**Data to use**
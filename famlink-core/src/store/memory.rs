//! In-memory storage backend.
//!
//! Conditional transitions happen under the owning map entry's lock, so
//! `consume_code` and `insert_relationship` are real compare-and-swap
//! operations, not read-then-write. Message appends for one conversation
//! are serialized by a per-conversation mutex that assigns the sequence
//! and the monotonic store timestamp together.

use super::{MessageDraft, MessageLog, NotificationStore, PairingStore};
use async_trait::async_trait;
use dashmap::DashMap;
use famlink_types::{
    now_millis, ConversationId, EpochMillis, Message, MessageId, Notification, NotificationId,
    PairCode, PairingCode, Relationship, RelationshipId, Seq, StoreError, StoreResult, UserId,
};
use std::sync::Arc;
use std::sync::Mutex as StdMutex;
use tokio::sync::Mutex;

/// Append state for one conversation.
#[derive(Debug)]
struct ConversationLog {
    messages: Vec<Message>,
    next_seq: Seq,
    last_sent_at: EpochMillis,
}

impl ConversationLog {
    fn new() -> Self {
        Self {
            messages: Vec::new(),
            next_seq: Seq::zero().next(),
            last_sent_at: 0,
        }
    }
}

/// In-process storage for all coordination records.
#[derive(Debug, Default)]
pub struct MemoryStore {
    codes: DashMap<PairCode, PairingCode>,
    relationships: DashMap<RelationshipId, Relationship>,
    /// Serializes the child-uniqueness check with the insert.
    pair_guard: StdMutex<()>,
    logs: DashMap<ConversationId, Arc<Mutex<ConversationLog>>>,
    message_index: DashMap<MessageId, ConversationId>,
    notifications: DashMap<NotificationId, Notification>,
}

impl MemoryStore {
    /// Create an empty store.
    pub fn new() -> Self {
        Self::default()
    }

    async fn update_message<F>(&self, id: &MessageId, apply: F) -> StoreResult<Message>
    where
        F: FnOnce(&mut Message),
    {
        let conversation = self
            .message_index
            .get(id)
            .map(|entry| entry.value().clone())
            .ok_or_else(|| StoreError::NotFound(format!("message {}", id)))?;

        let log = self
            .logs
            .get(&conversation)
            .map(|entry| entry.value().clone())
            .ok_or_else(|| StoreError::NotFound(format!("conversation {}", conversation)))?;

        let mut guard = log.lock().await;
        let message = guard
            .messages
            .iter_mut()
            .find(|m| m.id == *id)
            .ok_or_else(|| StoreError::NotFound(format!("message {}", id)))?;
        apply(message);
        Ok(message.clone())
    }
}

#[async_trait]
impl PairingStore for MemoryStore {
    async fn insert_code(&self, code: PairingCode) -> StoreResult<()> {
        match self.codes.entry(code.code.clone()) {
            dashmap::mapref::entry::Entry::Occupied(_) => Err(StoreError::Conflict(format!(
                "pairing code {} already exists",
                code.code
            ))),
            dashmap::mapref::entry::Entry::Vacant(slot) => {
                slot.insert(code);
                Ok(())
            }
        }
    }

    async fn revoke_unconsumed(&self, issuer: &UserId) -> StoreResult<u64> {
        let mut revoked = 0u64;
        self.codes.retain(|_, record| {
            if record.issuer_id == *issuer && !record.consumed {
                revoked += 1;
                false
            } else {
                true
            }
        });
        Ok(revoked)
    }

    async fn find_code(&self, code: &PairCode) -> StoreResult<Option<PairingCode>> {
        Ok(self.codes.get(code).map(|entry| entry.value().clone()))
    }

    async fn consume_code(&self, code: &PairCode) -> StoreResult<PairingCode> {
        // The entry lock makes this the single conditional transition:
        // exactly one caller observes consumed == false.
        match self.codes.get_mut(code) {
            None => Err(StoreError::NotFound(format!("pairing code {}", code))),
            Some(mut entry) => {
                if entry.consumed {
                    Err(StoreError::Conflict(format!(
                        "pairing code {} already consumed",
                        code
                    )))
                } else {
                    entry.consumed = true;
                    Ok(entry.clone())
                }
            }
        }
    }

    async fn insert_relationship(&self, relationship: Relationship) -> StoreResult<()> {
        let _guard = self.pair_guard.lock().unwrap_or_else(|e| e.into_inner());

        let child_taken = self
            .relationships
            .iter()
            .any(|r| r.is_active && r.child_id == relationship.child_id);
        if child_taken {
            return Err(StoreError::Conflict(format!(
                "child {} is already actively paired",
                relationship.child_id
            )));
        }

        self.relationships.insert(relationship.id, relationship);
        Ok(())
    }

    async fn deactivate_relationship(
        &self,
        id: &RelationshipId,
    ) -> StoreResult<Option<Relationship>> {
        match self.relationships.get_mut(id) {
            Some(mut entry) if entry.is_active => {
                entry.is_active = false;
                Ok(Some(entry.clone()))
            }
            _ => Ok(None),
        }
    }

    async fn relationship(&self, id: &RelationshipId) -> StoreResult<Option<Relationship>> {
        Ok(self.relationships.get(id).map(|entry| entry.value().clone()))
    }

    async fn active_for_parent(&self, parent: &UserId) -> StoreResult<Vec<Relationship>> {
        let mut out: Vec<Relationship> = self
            .relationships
            .iter()
            .filter(|r| r.is_active && r.parent_id == *parent)
            .map(|r| r.value().clone())
            .collect();
        out.sort_by_key(|r| r.paired_at);
        Ok(out)
    }

    async fn active_for_child(&self, child: &UserId) -> StoreResult<Option<Relationship>> {
        Ok(self
            .relationships
            .iter()
            .find(|r| r.is_active && r.child_id == *child)
            .map(|r| r.value().clone()))
    }

    async fn active_for_conversation(
        &self,
        conversation: &ConversationId,
    ) -> StoreResult<Option<Relationship>> {
        Ok(self
            .relationships
            .iter()
            .find(|r| r.is_active && r.conversation_id() == *conversation)
            .map(|r| r.value().clone()))
    }

    async fn active_relationships(&self) -> StoreResult<Vec<Relationship>> {
        let mut out: Vec<Relationship> = self
            .relationships
            .iter()
            .filter(|r| r.is_active)
            .map(|r| r.value().clone())
            .collect();
        out.sort_by_key(|r| r.paired_at);
        Ok(out)
    }

    async fn purge_expired_codes(&self, now: EpochMillis) -> StoreResult<u64> {
        let mut purged = 0u64;
        self.codes.retain(|_, record| {
            if record.is_expired(now) {
                purged += 1;
                false
            } else {
                true
            }
        });
        Ok(purged)
    }
}

#[async_trait]
impl MessageLog for MemoryStore {
    async fn append(&self, draft: MessageDraft) -> StoreResult<Message> {
        let log = {
            self.logs
                .entry(draft.conversation_id.clone())
                .or_insert_with(|| Arc::new(Mutex::new(ConversationLog::new())))
                .value()
                .clone()
        };

        let mut guard = log.lock().await;
        let seq = guard.next_seq;
        guard.next_seq = seq.next();
        // Server-assigned ordering: never trust the client clock, never
        // step backwards within a conversation.
        let sent_at = now_millis().max(guard.last_sent_at);
        guard.last_sent_at = sent_at;

        let message = Message {
            id: MessageId::new(),
            conversation_id: draft.conversation_id.clone(),
            sender_id: draft.sender_id,
            text: draft.text,
            sent_at,
            delivered_at: None,
            read_at: None,
            kind: draft.kind,
            seq,
        };

        guard.messages.push(message.clone());
        self.message_index
            .insert(message.id, draft.conversation_id);
        Ok(message)
    }

    async fn snapshot(&self, conversation: &ConversationId) -> StoreResult<Vec<Message>> {
        match self.logs.get(conversation) {
            Some(entry) => {
                let log = entry.value().clone();
                drop(entry);
                let guard = log.lock().await;
                Ok(guard.messages.clone())
            }
            None => Ok(Vec::new()),
        }
    }

    async fn message(&self, id: &MessageId) -> StoreResult<Option<Message>> {
        match self.update_message(id, |_| {}).await {
            Ok(message) => Ok(Some(message)),
            Err(StoreError::NotFound(_)) => Ok(None),
            Err(e) => Err(e),
        }
    }

    async fn set_delivered(&self, id: &MessageId, at: EpochMillis) -> StoreResult<Message> {
        self.update_message(id, |m| {
            if m.delivered_at.is_none() {
                m.delivered_at = Some(at);
            }
        })
        .await
    }

    async fn set_read(&self, id: &MessageId, at: EpochMillis) -> StoreResult<Message> {
        self.update_message(id, |m| {
            if m.delivered_at.is_none() {
                m.delivered_at = Some(at);
            }
            if m.read_at.is_none() {
                m.read_at = Some(at);
            }
        })
        .await
    }
}

#[async_trait]
impl NotificationStore for MemoryStore {
    async fn insert(&self, notification: Notification) -> StoreResult<()> {
        self.notifications.insert(notification.id, notification);
        Ok(())
    }

    async fn for_recipient(&self, recipient: &UserId) -> StoreResult<Vec<Notification>> {
        let mut out: Vec<Notification> = self
            .notifications
            .iter()
            .filter(|n| n.recipient_id == *recipient)
            .map(|n| n.value().clone())
            .collect();
        out.sort_by(|a, b| b.created_at.cmp(&a.created_at));
        Ok(out)
    }

    async fn mark_read(
        &self,
        id: &NotificationId,
        recipient: &UserId,
        at: EpochMillis,
    ) -> StoreResult<Notification> {
        match self.notifications.get_mut(id) {
            Some(mut entry) if entry.recipient_id == *recipient => {
                if entry.read_at.is_none() {
                    entry.read_at = Some(at);
                }
                Ok(entry.clone())
            }
            _ => Err(StoreError::NotFound(format!("notification {}", id))),
        }
    }

    async fn mark_all_read(&self, recipient: &UserId, at: EpochMillis) -> StoreResult<u64> {
        let mut changed = 0u64;
        for mut entry in self.notifications.iter_mut() {
            if entry.recipient_id == *recipient && entry.read_at.is_none() {
                entry.read_at = Some(at);
                changed += 1;
            }
        }
        Ok(changed)
    }

    async fn delete(&self, id: &NotificationId, recipient: &UserId) -> StoreResult<()> {
        if self
            .notifications
            .remove_if(id, |_, n| n.recipient_id == *recipient)
            .is_some()
        {
            Ok(())
        } else {
            Err(StoreError::NotFound(format!("notification {}", id)))
        }
    }

    async fn unread_count(&self, recipient: &UserId) -> StoreResult<u64> {
        Ok(self
            .notifications
            .iter()
            .filter(|n| n.recipient_id == *recipient && n.read_at.is_none())
            .count() as u64)
    }
}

**The task**
Begin at the first line of the entries above and copy every line exactly, ending with the line that contains "appends for one conversation".

**Your solution**
filename famlink-core/src/store/memory.rs
//! In-memory storage backend.
//!
//! Conditional transitions happen under the owning map entry's lock, so
//! `consume_code` and `insert_relationship` are real compare-and-swap
//! operations, not read-then-write. Message appends for one conversation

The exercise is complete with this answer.